Material provided Block Start

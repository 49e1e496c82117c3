use crate::app::rendering::{
    draw_text_clipped, fill_rect, glyph_advance, line_advance, rect_outline, text_cells,
};
use crate::app::LoopMetricsSnapshot;

const TEXT_SCALE: i32 = 2;
const OVERLAY_PADDING: i32 = 6 * TEXT_SCALE;
const OVERLAY_PANEL_INSET_X: i32 = 4 * TEXT_SCALE;
const OVERLAY_PANEL_INSET_Y: i32 = 3 * TEXT_SCALE;
const OVERLAY_TEXT_PRIMARY_COLOR: [u8; 4] = [244, 248, 252, 255];
const OVERLAY_TEXT_DIM_COLOR: [u8; 4] = [176, 198, 220, 255];
const OVERLAY_PANEL_BG_COLOR: [u8; 4] = [10, 12, 16, 210];
const OVERLAY_PANEL_BORDER_COLOR: [u8; 4] = [92, 106, 126, 255];
const LOOP_SECTION_LABEL: &str = "Loop";
const CARD_SECTION_LABEL: &str = "Card";

#[derive(Debug, Clone)]
pub(crate) struct OverlayData {
    pub metrics: LoopMetricsSnapshot,
    pub render_fps_cap: Option<u32>,
    pub slow_frame_delay_ms: u64,
    pub entity_count: usize,
    pub scene_lines: Vec<String>,
}

pub(crate) fn draw_overlay(frame: &mut [u8], width: u32, height: u32, data: &OverlayData) {
    if width == 0 || height == 0 {
        return;
    }

    let lines = build_overlay_lines(data);
    let longest_line_cells = lines
        .iter()
        .map(|line| text_cells(line) as i32)
        .max()
        .unwrap_or(0);
    let panel_width = longest_line_cells * glyph_advance(TEXT_SCALE) + OVERLAY_PANEL_INSET_X * 2;
    let panel_height = lines.len() as i32 * line_advance(TEXT_SCALE) + OVERLAY_PANEL_INSET_Y * 2;
    let panel_left = OVERLAY_PADDING - OVERLAY_PANEL_INSET_X;
    let panel_top = OVERLAY_PADDING - OVERLAY_PANEL_INSET_Y;
    fill_rect(
        frame,
        width,
        height,
        panel_left,
        panel_top,
        panel_width,
        panel_height,
        OVERLAY_PANEL_BG_COLOR,
    );
    rect_outline(
        frame,
        width,
        height,
        panel_left,
        panel_top,
        panel_width,
        panel_height,
        OVERLAY_PANEL_BORDER_COLOR,
    );

    let mut y = OVERLAY_PADDING;
    for line in lines {
        let color = overlay_line_color(&line);
        draw_text_clipped(frame, width, height, OVERLAY_PADDING, y, &line, TEXT_SCALE, color);
        y += line_advance(TEXT_SCALE);
    }
}

fn build_overlay_lines(data: &OverlayData) -> Vec<String> {
    let metrics = &data.metrics;
    let mut lines = vec![
        LOOP_SECTION_LABEL.to_string(),
        format_pacing_line(metrics.fps, data.render_fps_cap, data.slow_frame_delay_ms),
        format!(
            "Frame: {:.1} ms (worst {:.1})",
            metrics.frame_time_ms, metrics.worst_frame_ms
        ),
    ];
    if metrics.clamped_frames > 0 {
        lines.push(format!("Clamped: {}", metrics.clamped_frames));
    }
    lines.push(String::new());
    lines.push(CARD_SECTION_LABEL.to_string());
    lines.push(format!("Entities: {}", data.entity_count));
    lines.extend(data.scene_lines.iter().cloned());
    lines
}

fn overlay_line_color(line: &str) -> [u8; 4] {
    match line {
        LOOP_SECTION_LABEL | CARD_SECTION_LABEL => OVERLAY_TEXT_DIM_COLOR,
        _ => OVERLAY_TEXT_PRIMARY_COLOR,
    }
}

/// `60 fps / cap 60`, with ` +Nms` appended while a slow frame is injected.
fn format_pacing_line(fps: f32, cap: Option<u32>, slow_frame_delay_ms: u64) -> String {
    let cap = cap.map_or_else(|| "off".to_string(), |cap| cap.to_string());
    let mut line = format!("{fps:.0} fps / cap {cap}");
    if slow_frame_delay_ms > 0 {
        line.push_str(&format!(" +{slow_frame_delay_ms}ms"));
    }
    line
}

Material provided Block End

• **What you are asked to do**
Please give an exact copy of the entries above, from the line with "const OVERLAY_PANEL_BORDER_COLOR: [u8;" down to the line with "let panel_width = longest_line_cells", inclusive, and nothing else.

• **Reply to the task**
const OVERLAY_PANEL_BORDER_COLOR: [u8; 4] = [92, 106, 126, 255];
const LOOP_SECTION_LABEL: &str = "Loop";
const CARD_SECTION_LABEL: &str = "Card";

#[derive(Debug, Clone)]
pub(crate) struct OverlayData {
    pub metrics: LoopMetricsSnapshot,
    pub render_fps_cap: Option<u32>,
    pub slow_frame_delay_ms: u64,
    pub entity_count: usize,
    pub scene_lines: Vec<String>,
}

pub(crate) fn draw_overlay(frame: &mut [u8], width: u32, height: u32, data: &OverlayData) {
    if width == 0 || height == 0 {
        return;
    }

    let lines = build_overlay_lines(data);
    let longest_line_cells = lines
        .iter()
        .map(|line| text_cells(line) as i32)
        .max()
        .unwrap_or(0);
    let panel_width = longest_line_cells * glyph_advance(TEXT_SCALE) + OVERLAY_PANEL_INSET_X * 2;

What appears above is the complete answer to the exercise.